The coup leaders killed the head of the Imperial Guards after he refused their request to order the 4,000 troops under his command to join the revolt. Eventually, an officer of the Guards Division escaped and alerted General Tanaka Shizuichi, the head of the Eastern Defense Command (responsible for defending the capital) of the situation at the Palace. Tanaka convinced the Imperial Guard commander that the orders were not legitimate, and the commander confronted the coup leaders. They killed themselves shortly afterward, and the troops left the Palace grounds about 8:00 a.m., six hours after the plot got underway.

No Basis for Urban Legend

NHK’s official account of the events of the 14th and 15th, contained in their corporate history published on the network’s 50th anniversary in 1977, clears up another matter. There has been a persistent urban legend in Japan that the combination of poor radio reception and unfamiliarity with the language reserved for the Emperor led some people to believe that Hirohito had actually asked the people to fight to the last man. This cannot have been the case.

After the plotters were removed from NHK headquarters, the day’s broadcasts began at around 7:20 a.m., more than two hours behind schedule. There was an immediate and urgent announcement that the Emperor would address the nation at noon that day, and every citizen was urged to listen to the gyokuon broadcast. (Gyokuon is the Emperor’s voice, or literally, jeweled sound.) There were no daytime radio broadcasts in the regional areas of the country at that point in the war, so arrangements were made for a special hookup. This was to be the first time that most Japanese had ever heard their Emperor speak.

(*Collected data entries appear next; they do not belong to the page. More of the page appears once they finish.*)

//! Sample-size calculation and sampled decoding.
//!
//! Decoding happens in two passes. The first reads only the image header to
//! learn the source dimensions without allocating pixels. The divisor is then
//! chosen from those dimensions and the second pass decodes and reduces the
//! image by that divisor.
//!
//! The `image` decoders have no reduced-resolution mode, so the second pass
//! still materialises the full-size pixels before reducing them. Peak memory
//! per decode is the full source; only the buffer that is kept and cached is
//! the reduced one.
//!
//! All state lives in locals, so decoding the same source concurrently from
//! several tasks is safe.

use std::io::{BufRead, Cursor, Seek};
use std::path::Path;

use image::imageops::FilterType;
use image::{DynamicImage, ImageReader};
use tracing::debug;

use super::{DecodedImage, TargetSize};
use crate::error::{DecodeError, FetchError, LoadError};

/// Compute the sample divisor for decoding a `source` sized image into
/// `target`.
///
/// The result is the largest `n` for which `source / n` is still at least the
/// requested size in both dimensions, which keeps the aspect ratio and never
/// produces an image smaller than asked for. Sources already at or below the
/// target decode at `n = 1`.
///
/// Any further reduction to bring the pixel count under twice the requested
/// pixel count would drop one dimension under the request, so the fit always
/// wins over the pixel budget.
///
/// # Example
///
/// ```
/// use thumbcache::bitmap::{calculate_sample_size, TargetSize};
///
/// // Panorama: the height binds, the width stays wider than requested.
/// assert_eq!(calculate_sample_size((4000, 2000), TargetSize::new(100, 100)), 20);
/// ```
pub fn calculate_sample_size(source: (u32, u32), target: TargetSize) -> u32 {
    let (width, height) = source;
    let req_width = target.width.max(1);
    let req_height = target.height.max(1);

    if width <= req_width && height <= req_height {
        return 1;
    }

    (width / req_width).min(height / req_height).max(1)
}

/// Decodes image bytes at the smallest integer scale that still covers a
/// target size.
///
/// Reduction uses a triangle (bilinear) filter.
#[derive(Debug, Clone, Copy, Default)]
pub struct Downsampler;

impl Downsampler {
    pub fn new() -> Self {
        Self
    }

    /// Read only the header of `source` and return its `(width, height)`.
    pub fn read_dimensions(&self, source: &[u8]) -> Result<(u32, u32), DecodeError> {
        if source.is_empty() {
            return Err(DecodeError::EmptySource);
        }
        dimensions_of(Cursor::new(source))
    }

    /// Decode `source` bytes sampled down towards `target`.
    ///
    /// # Errors
    ///
    /// Returns a [`DecodeError`] if the bytes are empty or not a supported
    /// image, or if `target` has a zero dimension. No partial image is ever
    /// produced.
    ///
    /// The full-resolution pixels exist transiently during the call.
    pub fn decode_sampled(
        &self,
        source: &[u8],
        target: TargetSize,
    ) -> Result<DecodedImage, DecodeError> {
        check_target(target)?;
        let dimensions = self.read_dimensions(source)?;
        let sample_size = calculate_sample_size(dimensions, target);
        let pixels = decode_reader(Cursor::new(source))?;
        Ok(self.reduce(pixels, sample_size))
    }

    /// Decode the file at `path` sampled down towards `target`.
    ///
    /// The header read takes only as much of the file as the format needs.
    pub fn decode_sampled_file(
        &self,
        path: &Path,
        target: TargetSize,
    ) -> Result<DecodedImage, LoadError> {
        check_target(target)?;
        let dimensions = dimensions_of(open_file(path)?)?;
        let sample_size = calculate_sample_size(dimensions, target);
        let pixels = decode_reader(open_file(path)?)?;
        Ok(self.reduce(pixels, sample_size))
    }

    /// Decode `source` at full resolution.
    pub fn decode_full(&self, source: &[u8]) -> Result<DecodedImage, DecodeError> {
        if source.is_empty() {
            return Err(DecodeError::EmptySource);
        }
        decode_reader(Cursor::new(source)).map(DecodedImage::new)
    }

    /// Reduce an already decoded image towards `target`.
    ///
    /// Used when a cached image was stored for a larger request. Returns the
    /// same buffer when no reduction is needed.
    pub fn resample(&self, image: DecodedImage, target: TargetSize) -> DecodedImage {
        let sample_size = calculate_sample_size(image.dimensions(), target);
        if sample_size <= 1 {
            return image;
        }
        self.reduce(image.pixels().clone(), sample_size)
    }

    fn reduce(&self, pixels: DynamicImage, sample_size: u32) -> DecodedImage {
        if sample_size <= 1 {
            return DecodedImage::new(pixels);
        }

        let width = (pixels.width() / sample_size).max(1);
        let height = (pixels.height() / sample_size).max(1);
        debug!(
            source_width = pixels.width(),
            source_height = pixels.height(),
            sample_size,
            width,
            height,
            "Downsampling decoded image"
        );

        DecodedImage::new(pixels.resize_exact(width, height, FilterType::Triangle))
    }
}

fn check_target(target: TargetSize) -> Result<(), DecodeError> {
    if target.width == 0 || target.height == 0 {
        return Err(DecodeError::InvalidTarget {
            width: target.width,
            height: target.height,
        });
    }
    Ok(())
}

fn open_file(path: &Path) -> Result<std::io::BufReader<std::fs::File>, FetchError> {
    let file = std::fs::File::open(path).map_err(|e| match e.kind() {
        std::io::ErrorKind::NotFound => FetchError::NotFound(path.display().to_string()),
        _ => FetchError::Io(e.to_string()),
    })?;
    Ok(std::io::BufReader::new(file))
}

fn dimensions_of<R: BufRead + Seek>(reader: R) -> Result<(u32, u32), DecodeError> {
    ImageReader::new(reader)
        .with_guessed_format()
        .map_err(unreadable)?
        .into_dimensions()
        .map_err(unreadable)
}

fn decode_reader<R: BufRead + Seek>(reader: R) -> Result<DynamicImage, DecodeError> {
    ImageReader::new(reader)
        .with_guessed_format()
        .map_err(unreadable)?
        .decode()
        .map_err(unreadable)
}

fn unreadable(err: impl std::fmt::Display) -> DecodeError {
    DecodeError::Unreadable {
        message: err.to_string(),
    }
}

// =============================================================================
// Tests
// =============================================================================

At noon, everyone in the country stopped what they were doing to listen. The recording was broadcast not only throughout Japan, but also over the NHK radio network in each of the colonized countries and territories in the Pacific. My mother-in-law’s family of well-to-do farmers were the only people in their neighborhood with a radio. She remembers everyone in the area coming to her house to listen.

Before the recording was played, the NHK announcer asked everyone to stand (to listen to the radio!) While it is true that the broadcast of the record was difficult to understand due to interference in some areas and the language used, there is no question that everyone understood what had just happened when the full broadcast ended some 37 minutes later. After the recording was played, the NHK announcer explained in simpler language that Japan had just surrendered, read the text of the Emperor’s broadcast again, and followed that with another explanation. After all that, it would have been unlikely that anyone would have thought the Emperor had asked the country to fight to the last man. In any event, newspapers began publishing extra editions at 1:00 p.m.

They understood in Tokyo. A stream of people passed by the bridge leading to the Imperial Palace to bow in its direction. This continued for the rest of the day.

They understood in Seoul. This was Liberation Day for Korea, and the sound of fireworks and gongs were heard almost immediately. The colonial government broadcast a plea asking for cooperation from the citizenry until the occupation army arrived, and they apparently got it.

They also understood on the other side of the world. It was midnight on the East Coast of the United States. Those people listening to a late-night live broadcast of Cab Calloway on the Mutual Broadcasting Network were among the first to find out.

Linguistic Note

One tricky aspect for students of the Japanese language is the bushel basket full of personal pronouns available in the language, combined with the common practice of omitting personal pronouns entirely. When pronouns are omitted, people usually can tell who is talking about whom from the context, but even the Japanese have to stop and ask each other every now and again.

For centuries, there was a specific personal pronoun meaning “I” reserved for the exclusive use of the Emperor, with its own kanji character. Hirohito used the word that day in his broadcast. The word is chin.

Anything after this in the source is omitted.